Psychosocial care needs of parents with incurable end stage cancer

Ms Vera Steiner1, Dr Anita Morris2, Professor Lynette Joubert1, Professor Aron Shlonsky1

1The University Of Melbourne, Melbourne, Australia, 2Western Health, Melbourne, Australia


Explore current hospital-based supportive care interventions focused on addressing the psychosocial concerns and wellbeing of adults with incurable end-stage cancer who are parenting one or more children aged [0-18] years old.


This study comprised two phases:

1) A Rapid Evidence Assessment (REA) to review peer-reviewed evaluation studies of psychosocial intervention studies targeting adults with incurable end-stage cancer who were parenting one or more children aged [0-18] years.

2) A multi-site retrospective clinical data-mining study using mixed methodology to review psychosocial supportive care practices conducted with parents diagnosed with incurable end-stage cancer who received treatment at Western Health Sunshine Hospital and Radiation Therapy Centre, Melbourne (a partnership between Western Health and the Peter MacCallum Cancer Centre).


Parents with incurable end-stage cancer represent a patient group at high risk of psychosocial distress.
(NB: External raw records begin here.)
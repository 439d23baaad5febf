//! `snipgen render`: print the snippet JSON.

use tracing::instrument;

use crate::{
    cli::RenderArgs, commands::input, config::AppConfig, error::CliResult,
    output::OutputManager,
};

#[instrument(skip_all, fields(fragment = args.fragment))]
pub fn execute(args: RenderArgs, config: AppConfig, output: OutputManager) -> CliResult<()> {
    let session = input::build_session(args.snippet, &config, &output)?;

    let text = if args.fragment {
        session.fragment()?
    } else {
        session.preview()?
    };
    output.data(&text)?;
    Ok(())
}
They experience unique and multiple psychosocial stressors that impact on their wellbeing, parenting, family functioning and healthcare choices. Key themes revealed parents’ psychosocial stressors and current hospital-based psychosocial practices largely aligned with those reported in the intervention research literature. Additional findings will be discussed.
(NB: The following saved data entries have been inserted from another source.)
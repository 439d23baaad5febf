//! Output management and formatting.

use std::io::{self, IsTerminal};

use console::Term;
use owo_colors::OwoColorize;

use crate::cli::global::{GlobalArgs, OutputFormat};
use crate::config::AppConfig;

/// Manages CLI output based on flags and configuration.
pub struct OutputManager {
    resolved_format: OutputFormat,
    quiet: bool,
    no_color: bool,
    term: Term,
}

impl OutputManager {
    /// Build an `OutputManager` from parsed CLI flags and loaded config.
    pub fn new(args: &GlobalArgs, config: &AppConfig) -> Self {
        // Flag beats config; Auto resolves to Human (TTY) or Plain (piped).
        let requested = match args.output_format {
            OutputFormat::Auto => OutputFormat::from_config(&config.output.format),
            explicit => explicit,
        };
        let resolved_format = if requested == OutputFormat::Auto {
            if io::stdout().is_terminal() {
                OutputFormat::Human
            } else {
                OutputFormat::Plain
            }
        } else {
            requested
        };

        Self {
            resolved_format,
            quiet: args.quiet,
            no_color: args.no_color
                || config.output.no_color
                || resolved_format != OutputFormat::Human,
            term: Term::stdout(),
        }
    }

    // ── Public write methods ───────────────────────────────────────────────

    /// The command's payload (rendered JSON, listings). Never suppressed.
    pub fn data(&self, text: &str) -> io::Result<()> {
        self.term.write_line(text)
    }

    /// Success indicator: `✓ <msg>`.
    pub fn success(&self, msg: &str) -> io::Result<()> {
        if self.quiet {
            return Ok(());
        }
        let line = if self.no_color {
            format!("\u{2713} {msg}") // ✓
        } else {
            format!("{} {}", "\u{2713}".green().bold(), msg.green())
        };
        self.term.write_line(&line)
    }

    /// Warning indicator: `⚠ <msg>`. Written to stderr so payloads on
    /// stdout stay clean.
    pub fn warning(&self, msg: &str) -> io::Result<()> {
        if self.quiet {
            return Ok(());
        }
        let line = if self.no_color {
            format!("\u{26a0} {msg}") // ⚠
        } else {
            format!("{} {}", "\u{26a0}".yellow().bold(), msg.yellow())
        };
        Term::stderr().write_line(&line)
    }

    /// Informational indicator: `ℹ <msg>`.
    pub fn info(&self, msg: &str) -> io::Result<()> {
        if self.quiet {
            return Ok(());
        }
        let line = if self.no_color {
            format!("\u{2139} {msg}") // ℹ
        } else {
            format!("{} {}", "\u{2139}".blue().bold(), msg.blue())
        };
        self.term.write_line(&line)
    }

    /// Bold cyan header line.
    pub fn header(&self, text: &str) -> io::Result<()> {
        if self.quiet {
            return Ok(());
        }
        let line = if self.no_color {
            text.to_owned()
        } else {
            text.cyan().bold().to_string()
        };
        self.term.write_line(&line)
    }

    // ── Accessors ─────────────────────────────────────────────────────────

    /// The resolved (non-Auto) output format.
    pub fn format(&self) -> OutputFormat {
        self.resolved_format
    }
}

// ── tests ─────────────────────────────────────────────────────────────────────

#[cfg(test)]
mod tests {
    use super::*;

    fn make_manager(format: OutputFormat, no_color: bool) -> OutputManager {
        let args = GlobalArgs {
            verbose: 0,
            quiet: true,
            no_color,
            config: None,
            output_format: format,
        };
        OutputManager::new(&args, &AppConfig::default())
    }

    #[test]
    fn quiet_suppresses_messages() {
        let out = make_manager(OutputFormat::Plain, true);
        assert!(out.success("done").is_ok());
        assert!(out.info("note").is_ok());
    }

    #[test]
    fn explicit_flag_is_kept() {
        assert_eq!(make_manager(OutputFormat::Json, true).format(), OutputFormat::Json);
        assert_eq!(make_manager(OutputFormat::Plain, true).format(), OutputFormat::Plain);
    }

    #[test]
    fn config_format_applies_when_flag_is_auto() {
        let mut config = AppConfig::default();
        config.output.format = "json".into();
        let args = GlobalArgs {
            verbose: 0,
            quiet: false,
            no_color: false,
            config: None,
            output_format: OutputFormat::Auto,
        };
        assert_eq!(OutputManager::new(&args, &config).format(), OutputFormat::Json);
    }

    #[test]
    fn color_only_in_human_format() {
        assert!(!make_manager(OutputFormat::Human, false).no_color);
        assert!(make_manager(OutputFormat::Human, true).no_color);
        assert!(make_manager(OutputFormat::Plain, false).no_color);
    }
}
Significance of the findings to allied health

The brief nature of hospital-based interventions with parents with incurable end-stage cancer poses an ongoing challenge for health professionals focused on delivering brief evidence-informed supportive care interventions. This collaborative study provides a valuable insight into the supportive care needs of this patient population and the psychosocial services provided by hospital-based healthcare professionals to enhance their psychosocial wellbeing.

This research project was supported by an “Australian Government Research Training Program Scholarship”.